THE DIVINE
COMPASSION
Sermon delivered
on the 11th Sunday after Trinity, the 3rd August 2008 by Fr Nicholas
JG Sykes in the congregations of The Church of England in the Cayman
Islands.
Scriptures:
Isaiah 55: 1-5 Romans 9: 1-5
Matthew 14: 13-21
Matthew 14: 15f
The disciples said, "Send the crowds away ... to buy food for
themselves." Jesus said, "They need not go away; you give
them something to eat."
HOILIDAY BREAKS
Holiday breaks
of one kind or another are in our minds just now - my wife and I have
just come back from one, and many are on holiday at the moment. We
look forward to the break, and I think most of us, while enjoying it,
know also that home is a very good place to be and know we will be
glad to have returned. Rest and recreation take many forms. One of
them could be a church retreat. This would be a worthwhile thing for
us to do to when the opportunity is presented.
JESUS AND HIS
DISCIPLES EMBARK ON A RETREAT
The account of
the Feeding of the Five Thousand begins also, at least in the synoptic
gospels, with Jesus and His disciples trying to take a break. In all
three of the synoptic gospels Matthew, Mark and Luke, this desire to
go to a lonely place away from others forms part of the narrative that
occurs right after they receive the news of the assassination of John
the Baptist. St Matthew's Gospel seems to imply that this
circumstance, which will provide something of a turning point for
Jesus' own ministry, is the actual reason for the desire to withdraw
to a lonely place. St. Mark and to a lesser extent St. Luke link the
desire for retreat to the return of the apostles from the exhausting
ministry to the towns and villages to which He had appointed them.
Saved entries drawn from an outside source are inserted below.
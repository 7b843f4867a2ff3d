//! Response oracles deciding whether a probe response evidences a vulnerability

use std::fmt;

/// Lowercase DBMS error signatures
const SQL_ERROR_SIGNATURES: &[&str] = &[
    "sql syntax",
    "you have an error",
    "mysql",
    "unclosed quotation mark",
    "odbc",
    "microsoft ole db",
    "invalid column name",
    "pg_query",
    "pg_exec",
    "syntax error at or near",
    "sqlstate[",
    "sqlite3::",
    "sqlite3.operationalerror",
    "quoted string not properly terminated",
];

/// Why a response was judged to be a SQL error
#[derive(Debug, Clone, Copy, PartialEq, Eq)]
pub enum SqlErrorMatch {
    /// HTTP 500
    ServerError,
    /// Body contained a DBMS error signature
    Signature(&'static str),
}

impl fmt::Display for SqlErrorMatch {
    fn fmt(&self, f: &mut fmt::Formatter<'_>) -> fmt::Result {
        match self {
            SqlErrorMatch::ServerError => write!(f, "HTTP 500"),
            SqlErrorMatch::Signature(sig) => write!(f, "signature '{sig}'"),
        }
    }
}

/// Returns the first rule that marks the response as a SQL error
pub fn sql_error_match(status: u16, body: &str) -> Option<SqlErrorMatch> {
    if status == 500 {
        return Some(SqlErrorMatch::ServerError);
    }

    let lower = body.to_lowercase();
    SQL_ERROR_SIGNATURES
        .iter()
        .copied()
        .find(|sig| lower.contains(sig))
        .map(SqlErrorMatch::Signature)
}

/// True when the response status is 500 or the body carries a DBMS error signature
pub fn is_sql_error(status: u16, body: &str) -> bool {
    sql_error_match(status, body).is_some()
}

/// True when the payload appears verbatim in the body.
/// Encoded reflections (HTML entities, URL encoding) do not count.
pub fn is_reflected(body: &str, payload: &str) -> bool {
    !body.is_empty() && !payload.is_empty() && body.contains(payload)
}

/// First `max_chars` characters of a response body, for evidence
pub fn snippet(body: &str, max_chars: usize) -> String {
    body.chars().take(max_chars).collect()
}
It's probably a waste of time trying to discover the exact motivation.
Suffice it to say Jesus and His disciples were intending to retreat to
a lonely place apart from others, but in the event they were spotted
and followed by crowds of people. No doubt Jesus could have dismissed
them immediately, but it is recorded that he had compassion on them
and healed their sick. The compassion took precedence over the
original intention, and I believe this is something we must always
bear in mind about God's modus operandi. In our own intentions
and timetables, too, we must allow ourselves to be made flexible, not
by irresolution, but by compassion, if as disciples of Christ and
children of God, we would reflect the divine mind.
WHOSE
RESPONSIBILITY?
When in the
evening the disciples came to Jesus and suggested to Him that it was
time now to send the crowds away, they were not without compassion,
because they knew that the people would need to get something to eat,
and how else were they to feed themselves but to buy food from the
inhabitants of nearby villages? Yet it would be surprising if some
self-interest were not involved. Their intended quiet day with the
Lord had, after all, been completely disrupted. At least now, they
thought, they could reasonably divest themselves of responsibility for
all these people. They can't have been too pleased when Jesus put the
responsibility for them right back into their own lap. He said,
"They need not go away; you give them something to
eat."
THE SALVE OF
COMPASSION
In the account
of the Feeding of the Four Thousand, which St. Matthew records not
long after the Feeding of the Five Thousand, and which some scholars
believe to be a fifth parallel account of the same miracle, Jesus
talks about His own motivation. He says: "I have compassion on
the crowd, because they have been with me now three days, and have
nothing to eat; and I am unwilling to send them away hungry, lest they
faint on the way." The account of the desert temptations which He
had undergone shows us that it could be a sin for him to demonstrate
His power by miraculously producing food. In the context of the desert
temptations the miracle would have been done at the suggestion of
Satan and in the interest of Satan. Now, however, a not dissimilar
miracle at the hands of Jesus is recorded as being motivated by pure
and disinterested compassion. We can reasonably conclude that the
presence of compassion makes the exercise of divine power safe. For
whatever power God gives to man to be exercised becomes a dangerous
thing in the wrong spiritual context, and, notably, in the absence of
compassion.
THE DIVINE
COMPASSION FOR ISRAEL
In our Old
Testament lesson we see the Lord’s gracious and consoling appeal to
the kingdom of David, namely Judah, in crisis. The whole of this
middle section of the book of Isaiah demonstrates not merely the
disastrous effect of Israel’s hard-headedness, hard-heartedness and
foolishness, resulting in being carried off in captivity and the
destruction of the nation, but also the divine compassion.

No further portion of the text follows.